The `type` field maps one-to-one to an HTTP status code. This is the most reliable signal for deciding your retry and recovery strategy.

| `type`                  | HTTP status | Meaning                                                                                      | Safe to retry?                             |
| ----------------------- | ----------- | -------------------------------------------------------------------------------------------- | ------------------------------------------ |
| `invalid_request_error` | `400`       | The request was malformed, missing a required parameter, or a value failed validation.       | No — fix the request first.                |
| `authentication_error`  | `401`       | No API key was provided, or the key is invalid or revoked.                                   | No — fix credentials.                      |
| `authorization_error`   | `403`       | The key is valid but not permitted for this surface or resource.                             | No — use a key with the right scope.       |
| `not_found_error`       | `404`       | The requested resource does not exist or is not visible to your key.                         | No.                                        |
| `conflict_error`        | `409`       | The request conflicts with the current state (for example a concurrent in-flight duplicate). | Yes, after a short backoff.                |
| `idempotency_error`     | `409`       | An `Idempotency-Key` was reused with a different request body.                               | No — use a fresh key or the original body. |
| `rate_limit_error`      | `429`       | Too many requests for this key on this surface.                                              | Yes — honor `Retry-After`.                 |
| `api_error`             | `500`       | An unexpected error occurred on Chataigne's side.                                            | Yes, with exponential backoff.             |

<Note>
  As a rule of thumb: `4xx` errors (except `409` and `429`) indicate a problem with your request that you must fix before retrying. `409`, `429`, and `5xx` are transient and safe to retry with backoff.
</Note>

## Error codes

`code` narrows down `type` to a specific, stable cause. New codes may be added over time, so always provide a fallback path keyed off `type`.

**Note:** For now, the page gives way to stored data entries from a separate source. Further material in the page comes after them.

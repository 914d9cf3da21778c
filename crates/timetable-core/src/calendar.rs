//! Fixed-obligation calendar and the day's scheduling window.
//!
//! Obligations (prayer times by default) are immovable one-hour entries.
//! They always occupy their hour and never compete with study work.

use serde::{Deserialize, Serialize};

use crate::error::ValidationError;

/// Latest valid hour of day.
pub const LAST_HOUR: u8 = 23;

/// An immovable one-hour entry in the day.
#[derive(Debug, Clone, PartialEq, Eq, Serialize, Deserialize)]
pub struct FixedObligation {
    pub label: String,
    /// Hour of day (0-23)
    pub hour: u8,
}

impl FixedObligation {
    pub fn new(label: impl Into<String>, hour: u8) -> Self {
        Self {
            label: label.into(),
            hour,
        }
    }
}

/// The five daily prayers at their default hours.
pub fn default_prayers() -> Vec<FixedObligation> {
    vec![
        FixedObligation::new("Fajr", 4),
        FixedObligation::new("Dhuhr", 12),
        FixedObligation::new("Asr", 17),
        FixedObligation::new("Maghrib", 19),
        FixedObligation::new("Isha", 20),
    ]
}

/// Validated set of obligations, at most one per hour.
#[derive(Debug, Clone, PartialEq, Eq, Serialize, Deserialize)]
#[serde(try_from = "Vec<FixedObligation>", into = "Vec<FixedObligation>")]
pub struct ObligationCalendar {
    obligations: Vec<FixedObligation>,
}

impl ObligationCalendar {
    /// Build a calendar, rejecting shared hours and hours past 23.
    pub fn new(mut obligations: Vec<FixedObligation>) -> Result<Self, ValidationError> {
        obligations.sort_by_key(|o| o.hour);
        for pair in obligations.windows(2) {
            if pair[0].hour == pair[1].hour {
                return Err(ValidationError::DuplicateObligationHour {
                    hour: pair[0].hour,
                    first: pair[0].label.clone(),
                    second: pair[1].label.clone(),
                });
            }
        }
        if let Some(last) = obligations.last() {
            if last.hour > LAST_HOUR {
                return Err(ValidationError::InvalidValue {
                    field: format!("obligations.{}", last.label),
                    message: format!("hour {} is past {LAST_HOUR}", last.hour),
                });
            }
        }
        Ok(Self { obligations })
    }

    /// Calendar with no obligations.
    pub fn empty() -> Self {
        Self {
            obligations: Vec::new(),
        }
    }

    /// Obligations in ascending hour order.
    pub fn obligations(&self) -> &[FixedObligation] {
        &self.obligations
    }

    pub fn at(&self, hour: u8) -> Option<&FixedObligation> {
        self.obligations.iter().find(|o| o.hour == hour)
    }

    /// Number of obligation hours falling inside `window`.
    pub fn hours_within(&self, window: &HourWindow) -> usize {
        self.obligations
            .iter()
            .filter(|o| window.contains(o.hour))
            .count()
    }
}

impl Default for ObligationCalendar {
    fn default() -> Self {
        Self {
            obligations: default_prayers(),
        }
    }
}

impl TryFrom<Vec<FixedObligation>> for ObligationCalendar {
    type Error = ValidationError;

    fn try_from(value: Vec<FixedObligation>) -> Result<Self, Self::Error> {
        Self::new(value)
    }
}

impl From<ObligationCalendar> for Vec<FixedObligation> {
    fn from(calendar: ObligationCalendar) -> Self {
        calendar.obligations
    }
}

/// Inclusive range of hours the day is scheduled over.
#[derive(Debug, Clone, Copy, PartialEq, Eq, Serialize)]
pub struct HourWindow {
    start: u8,
    end: u8,
}

impl HourWindow {
    pub fn new(start: u8, end: u8) -> Result<Self, ValidationError> {
        if start > end || end > LAST_HOUR {
            return Err(ValidationError::InvalidWindow { start, end });
        }
        Ok(Self { start, end })
    }

    pub fn start(&self) -> u8 {
        self.start
    }

    pub fn end(&self) -> u8 {
        self.end
    }

    pub fn contains(&self, hour: u8) -> bool {
        (self.start..=self.end).contains(&hour)
    }

    /// Hours in ascending order.
    pub fn hours(&self) -> Vec<u8> {
        (self.start..=self.end).collect()
    }

    pub fn len(&self) -> usize {
        usize::from(self.end - self.start) + 1
    }

    /// A window always holds at least one hour.
    pub fn is_empty(&self) -> bool {
        false
    }
}

impl Default for HourWindow {
    fn default() -> Self {
        Self { start: 4, end: 23 }
    }
}
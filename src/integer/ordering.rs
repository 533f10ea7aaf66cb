//! # Comparison
//!
//! Total signed order: negatives sort below non-negatives and two negatives
//! compare by reversed magnitude. Together with the canonical zero this makes
//! `0 == -0` and gives exactly one of `<`, `==`, `>` for every pair. The
//! magnitude-only order the arithmetic works with is exposed separately as
//! [`Big::cmp_magnitude`].
//!
//! `>=`, `<=` and `!=` all derive from `cmp` and `eq`; they are never
//! implemented on their own, so their consistency holds by construction.
use std::cmp::Ordering;

use crate::integer::Big;
use crate::integer::sign::Sign;
use crate::integer::words;

impl Big {
    /// Compare magnitudes, ignoring both signs.
    ///
    /// The longer (trimmed) magnitude is the greater one; equal lengths compare
    /// word by word from the most significant end.
    pub fn cmp_magnitude(&self, other: &Self) -> Ordering {
        words::cmp(self.magnitude(), other.magnitude())
    }
}

impl Ord for Big {
    fn cmp(&self, other: &Self) -> Ordering {
        match (self.sign(), other.sign()) {
            (Sign::Positive, Sign::Positive) => self.cmp_magnitude(other),
            (Sign::Negative, Sign::Negative) => other.cmp_magnitude(self),
            (Sign::Positive, Sign::Negative) => Ordering::Greater,
            (Sign::Negative, Sign::Positive) => Ordering::Less,
        }
    }
}

impl PartialOrd for Big {
    fn partial_cmp(&self, other: &Self) -> Option<Ordering> {
        Some(self.cmp(other))
    }
}

impl PartialEq for Big {
    fn eq(&self, other: &Self) -> bool {
        self.cmp(other) == Ordering::Equal
    }
}

impl Eq for Big {}

#[cfg(test)]
mod test {
    use std::cmp::Ordering;

    use num::Zero;

    use crate::B;
    use crate::integer::Big;

    #[test]
    fn test_eq() {
        assert_eq!(B!(42), B!(42));
        assert_ne!(B!(42), B!(43));
        assert_ne!(B!(42), -B!(42));

        assert_eq!("0".parse::<Big>().unwrap(), "-0".parse::<Big>().unwrap());
        assert_eq!(-Big::zero(), Big::zero());
    }

    #[test]
    fn test_ord_magnitude() {
        assert!(B!(3) < B!(5));
        assert!(B!(5) > B!(3));

        // The longer magnitude wins regardless of low order words.
        let long = Big::from_words(&[9, 1, 0, 1, 0]).unwrap();
        let short = Big::from_words(&[10]).unwrap();
        assert!(long >= short);
        assert!(long > short);
        assert!(short <= long);

        // Equal lengths: the most significant difference decides.
        let a = Big::from_words(&[0, 2]).unwrap();
        let b = Big::from_words(&[u32::MAX, 1]).unwrap();
        assert!(a > b);
    }

    #[test]
    fn test_ord_signed() {
        assert!(-B!(5) < B!(3));
        assert!(B!(3) > -B!(5));
        assert!(-B!(5) < Big::zero());
        assert!(-B!(7) < -B!(5));
        assert!(-B!(5) > -B!(7));
    }

    #[test]
    fn test_ord_totality() {
        let values = [B!(0), B!(1), -B!(1), B!(5), -B!(5), Big::from_words(&[0, 1]).unwrap()];
        for a in &values {
            for b in &values {
                let relations = [a < b, a == b, a > b];
                assert_eq!(relations.iter().filter(|&&holds| holds).count(), 1);
            }
        }
    }

    #[test]
    fn test_cmp_magnitude() {
        assert_eq!(B!(5).cmp_magnitude(&-B!(5)), Ordering::Equal);
        assert_eq!((-B!(7)).cmp_magnitude(&B!(5)), Ordering::Greater);
        assert_eq!(B!(3).cmp_magnitude(&-B!(5)), Ordering::Less);
    }
}
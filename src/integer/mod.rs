//! # Arbitrary precision integers
//!
//! A signed integer of unbounded size, stored as a sign next to a little-endian
//! magnitude of 32-bit words. The primary way to construct values is parsing
//! decimal text; word sequences and machine integers convert directly.
//!
//! Values are kept in canonical form at all times: the magnitude is trimmed at
//! construction and zero is always positive, so equal values have equal
//! representations. Operations read their operands immutably and build fresh
//! outputs; an operand is never resized or otherwise changed by using it.
use std::iter::Sum;

use num::{Integer, One, Zero};
use smallvec::smallvec;

use crate::error::Error;
use crate::integer::sign::Sign;
use crate::integer::words::{significant, trim, Words};

pub use crate::integer::words::{Word, BASE};

pub mod sign;
pub mod macros;

pub(crate) mod words;

mod arithmetic;
mod bitwise;
mod decimal;
mod ordering;

/// An exact integer of arbitrary size.
#[derive(Debug, Clone)]
pub struct Big {
    /// Little-endian magnitude, canonical (trimmed, never empty).
    words: Words,
    /// `Positive` when the magnitude is zero.
    sign: Sign,
}

impl Big {
    /// Build a non-negative value from a little-endian word sequence.
    ///
    /// Trailing zero words are accepted and trimmed away.
    ///
    /// # Errors
    ///
    /// When the sequence contains no words at all.
    pub fn from_words(words: &[Word]) -> Result<Self, Error> {
        if words.is_empty() {
            return Err(Error::EmptyWordSequence);
        }

        let mut words = Words::from_slice(words);
        trim(&mut words);

        Ok(Self { words, sign: Sign::Positive })
    }

    /// Canonicalize a freshly computed magnitude and sign into a value.
    ///
    /// Operations build their outputs through this: the buffer is trimmed and a
    /// zero magnitude forces the positive sign, so there is exactly one
    /// representation per value.
    pub(crate) fn from_parts(sign: Sign, mut words: Words) -> Self {
        trim(&mut words);

        let sign = if words[..] == [0] { Sign::Positive } else { sign };

        Self { words, sign }
    }

    /// Number of significant words in the magnitude.
    ///
    /// Zero has one word.
    pub fn word_count(&self) -> usize {
        significant(&self.words).len()
    }

    /// Whether the magnitude is divisible by two.
    ///
    /// Parity lives entirely in the least significant word; the sign does not
    /// matter. Zero is even.
    pub fn is_even(&self) -> bool {
        self.words[0].is_even()
    }

    /// Whether the value is strictly below zero.
    pub fn is_negative(&self) -> bool {
        debug_assert!(self.sign == Sign::Positive || !words::is_zero(&self.words));

        self.sign == Sign::Negative
    }

    pub(crate) fn sign(&self) -> Sign {
        self.sign
    }

    /// The magnitude without trailing zero words.
    pub(crate) fn magnitude(&self) -> &[Word] {
        significant(&self.words)
    }
}

impl Zero for Big {
    fn zero() -> Self {
        Self {
            words: smallvec![0],
            sign: Sign::Positive,
        }
    }

    fn set_zero(&mut self) {
        self.words.clear();
        self.words.push(0);
        self.sign = Sign::Positive;
    }

    fn is_zero(&self) -> bool {
        words::is_zero(&self.words)
    }
}

impl One for Big {
    fn one() -> Self {
        Self {
            words: smallvec![1],
            sign: Sign::Positive,
        }
    }

    fn set_one(&mut self) {
        self.words.clear();
        self.words.push(1);
        self.sign = Sign::Positive;
    }

    fn is_one(&self) -> bool {
        self.sign == Sign::Positive && self.magnitude() == [1]
    }
}

impl Default for Big {
    fn default() -> Self {
        Self::zero()
    }
}

impl From<u64> for Big {
    fn from(value: u64) -> Self {
        let mut words: Words = smallvec![value as Word, (value >> Word::BITS) as Word];
        trim(&mut words);

        Self { words, sign: Sign::Positive }
    }
}

macro_rules! impl_from_small {
    ($t:ident) => {
        impl From<$t> for Big {
            fn from(value: $t) -> Self {
                Self::from(value as u64)
            }
        }
    }
}

impl_from_small!(u8);
impl_from_small!(u16);
impl_from_small!(u32);
impl_from_small!(usize);

impl Sum for Big {
    fn sum<I: Iterator<Item=Self>>(iter: I) -> Self {
        iter.fold(Self::zero(), |total, value| total + value)
    }
}
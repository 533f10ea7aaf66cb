//! Algebraic laws over a fixed grid of values, exercised through the public
//! surface only.
use num::{One, Zero};

use rebi::Big;

/// Values picked to cover zero, small values, word boundaries, multi-word
/// magnitudes and both signs.
fn grid() -> Vec<Big> {
    let texts = [
        "0",
        "1",
        "2",
        "9",
        "4294967295",
        "4294967296",
        "18446744073709551615",
        "123456789012345678901234567890",
        "-1",
        "-4294967296",
        "-123456789012345678901234567890",
    ];

    texts.iter().map(|text| text.parse::<Big>().unwrap()).collect()
}

#[test]
fn addition_is_commutative() {
    let values = grid();
    for a in &values {
        for b in &values {
            assert_eq!(a + b, b + a, "{} + {}", a, b);
        }
    }
}

#[test]
fn multiplication_is_commutative() {
    let values = grid();
    for a in &values {
        for b in &values {
            assert_eq!(a * b, b * a, "{} * {}", a, b);
        }
    }
}

#[test]
fn addition_is_associative() {
    let values = grid();
    for a in &values {
        for b in &values {
            for c in &values {
                assert_eq!(&(a + b) + c, a + &(b + c), "{} + {} + {}", a, b, c);
            }
        }
    }
}

#[test]
fn identities() {
    let values = grid();
    for a in &values {
        assert_eq!(a + Big::zero(), *a);
        assert_eq!(a * Big::one(), *a);
        assert!((a * Big::zero()).is_zero());
    }
}

#[test]
fn subtraction_inverts_addition() {
    let values = grid();
    for a in &values {
        for b in &values {
            assert_eq!(&(a + b) - b, *a, "({} + {}) - {}", a, b, b);
        }
    }
}

#[test]
fn ordering_is_total() {
    let values = grid();
    for a in &values {
        for b in &values {
            let relations = [a < b, a == b, a > b];
            assert_eq!(
                relations.iter().filter(|&&holds| holds).count(), 1,
                "{} versus {}", a, b,
            );
        }
    }
}

#[test]
fn complement_is_an_involution() {
    // Complementing turns an all-ones top word into a zero word that the
    // canonical form trims away, so the double complement of such a magnitude
    // comes back shorter. The involution therefore holds exactly for
    // magnitudes whose top word is not all ones.
    let values = [
        "0",
        "1",
        "9",
        "4294967294",
        "4294967296",
        "123456789012345678901234567890",
    ];
    for text in &values {
        let a = text.parse::<Big>().unwrap();
        assert_eq!(!!a.clone(), a, "{}", a);
    }
}

#[test]
fn complement_trims_an_all_ones_top_word() {
    let a = "18446744073709551615".parse::<Big>().unwrap();
    assert_eq!(a.word_count(), 2);

    // !a is [0, 0], canonically zero; complementing again gives a single
    // all-ones word, one word shorter than the input.
    let complement = !a.clone();
    assert!(complement.is_zero());
    assert_eq!(!complement, "4294967295".parse::<Big>().unwrap());
}

#[test]
fn decimal_round_trip() {
    let values = grid();
    for a in &values {
        let text = a.to_string();
        assert_eq!(text.parse::<Big>().unwrap(), *a);
    }
}
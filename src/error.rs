//! # Errors
//!
//! Reasons for rejecting caller supplied input. These cover malformed input only;
//! violations of internal invariants are implementation bugs and fail fast through
//! assertions rather than being represented here.
use std::error;
use std::fmt;

/// Caller supplied input that can not be interpreted as a number.
#[derive(Debug, Clone, Eq, PartialEq)]
pub enum Error {
    /// Text that is not an optional `-` followed by at least one decimal digit.
    InvalidDecimal(String),
    /// A word sequence without any words. The word store of a value is never
    /// empty; zero is the single word `[0]`.
    EmptyWordSequence,
}

impl fmt::Display for Error {
    fn fmt(&self, f: &mut fmt::Formatter<'_>) -> fmt::Result {
        match self {
            Error::InvalidDecimal(reason) => {
                write!(f, "could not parse decimal text: {}", reason)
            },
            Error::EmptyWordSequence => {
                write!(f, "a big integer requires at least one word")
            },
        }
    }
}

impl error::Error for Error {}
use criterion::{black_box, Criterion, criterion_group};

use rebi::Big;

fn hundred_digits() -> Big {
    "9876543210".repeat(10).parse().unwrap()
}

pub fn add_small(c: &mut Criterion) {
    let lhs = "123456789".parse::<Big>().unwrap();
    let rhs = "987654321".parse::<Big>().unwrap();
    c.bench_function("add two single word values", |b| b.iter(|| {
        black_box(&lhs) + black_box(&rhs)
    }));
}

pub fn add_large(c: &mut Criterion) {
    let lhs = hundred_digits();
    let rhs = hundred_digits();
    c.bench_function("add two hundred digit values", |b| b.iter(|| {
        black_box(&lhs) + black_box(&rhs)
    }));
}

pub fn mul_large(c: &mut Criterion) {
    let lhs = hundred_digits();
    let rhs = hundred_digits();
    c.bench_function("multiply two hundred digit values", |b| b.iter(|| {
        black_box(&lhs) * black_box(&rhs)
    }));
}

criterion_group!(arithmetic,
    add_small,
    add_large,
    mul_large,
);
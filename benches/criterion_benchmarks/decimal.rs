use criterion::{black_box, Criterion, criterion_group};

use rebi::Big;

pub fn parse_small(c: &mut Criterion) {
    c.bench_function("parse a single word value", |b| b.iter(|| {
        black_box("123456789").parse::<Big>()
    }));
}

pub fn parse_large(c: &mut Criterion) {
    let text = "9876543210".repeat(10);
    c.bench_function("parse a hundred digit value", |b| b.iter(|| {
        black_box(text.as_str()).parse::<Big>()
    }));
}

pub fn format_large(c: &mut Criterion) {
    let value = "9876543210".repeat(10).parse::<Big>().unwrap();
    c.bench_function("format a hundred digit value", |b| b.iter(|| {
        black_box(&value).to_string()
    }));
}

criterion_group!(decimal,
    parse_small,
    parse_large,
    format_large,
);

### `invalid_request_error` (400)

| `code`                    | When it happens                                                                                                    |
| ------------------------- | ------------------------------------------------------------------------------------------------------------------ |
| `parameter_missing`       | A required parameter was omitted. `param` names the field.                                                         |
| `parameter_invalid`       | A parameter was present but failed validation (wrong type, format, or unsupported value). `param` names the field. |
| `parameter_unknown`       | An unexpected parameter was sent. `param` names the field.                                                         |
| `parameters_exclusive`    | Two mutually exclusive parameters were sent together (for example `starting_after` and `ending_before`).           |
| `idempotency_key_missing` | A resource-creating `POST` was sent without the required `Idempotency-Key` header.                                 |

### `authentication_error` (401)

| `code`            | When it happens                                     |
| ----------------- | --------------------------------------------------- |
| `api_key_missing` | No `x-api-key` header was provided.                 |
| `api_key_invalid` | The provided key is malformed, unknown, or revoked. |

### `authorization_error` (403)

| `code`                  | When it happens                                                                                    |
| ----------------------- | -------------------------------------------------------------------------------------------------- |
| `api_key_wrong_surface` | An admin key (`ch_admin_…`) was used on `/v1`, or an org key (`ch_org_…`) was used on `/admin/v1`. |
| `session_not_allowed`   | A dashboard session was used against the `/v1` or `/admin/v1` API.                                 |
| `permission_denied`     | The key is valid for the surface but not authorized for the target resource.                       |

### `not_found_error` (404)

| `code`               | When it happens                                           |
| -------------------- | --------------------------------------------------------- |
| `resource_not_found` | The resource does not exist, or your key cannot see it.   |
| `route_not_found`    | The HTTP method and path do not match any known endpoint. |

### `conflict_error` (409)

| `code`              | When it happens                                                                                           |
| ------------------- | --------------------------------------------------------------------------------------------------------- |
| `request_in_flight` | A concurrent request with the same `Idempotency-Key` is still being processed. Retry after a brief delay. |
| `resource_conflict` | The request conflicts with the current state of the resource.                                             |

### `idempotency_error` (409)

| `code`                   | When it happens                                                                                                                          |
| ------------------------ | ---------------------------------------------------------------------------------------------------------------------------------------- |
| `idempotency_key_reused` | The `Idempotency-Key` was previously used with a **different** request body. `details.original_request_id` references the first request. |

### `rate_limit_error` (429)

| `code`                | When it happens                                                                              |
| --------------------- | -------------------------------------------------------------------------------------------- |
| `rate_limit_exceeded` | You exceeded the request quota for this key on this surface. Honor the `Retry-After` header. |

### `api_error` (500)

| `code`           | When it happens                                                                                                                  |
| ---------------- | -------------------------------------------------------------------------------------------------------------------------------- |
| `internal_error` | An unexpected error occurred on our side. Retry with exponential backoff; if it persists, contact support with the `request_id`. |

## The `param` field

For `invalid_request_error` responses caused by a single field, the envelope includes `param` — the exact path to the offending parameter. This lets you map the error straight to a form field or request property without parsing `message`.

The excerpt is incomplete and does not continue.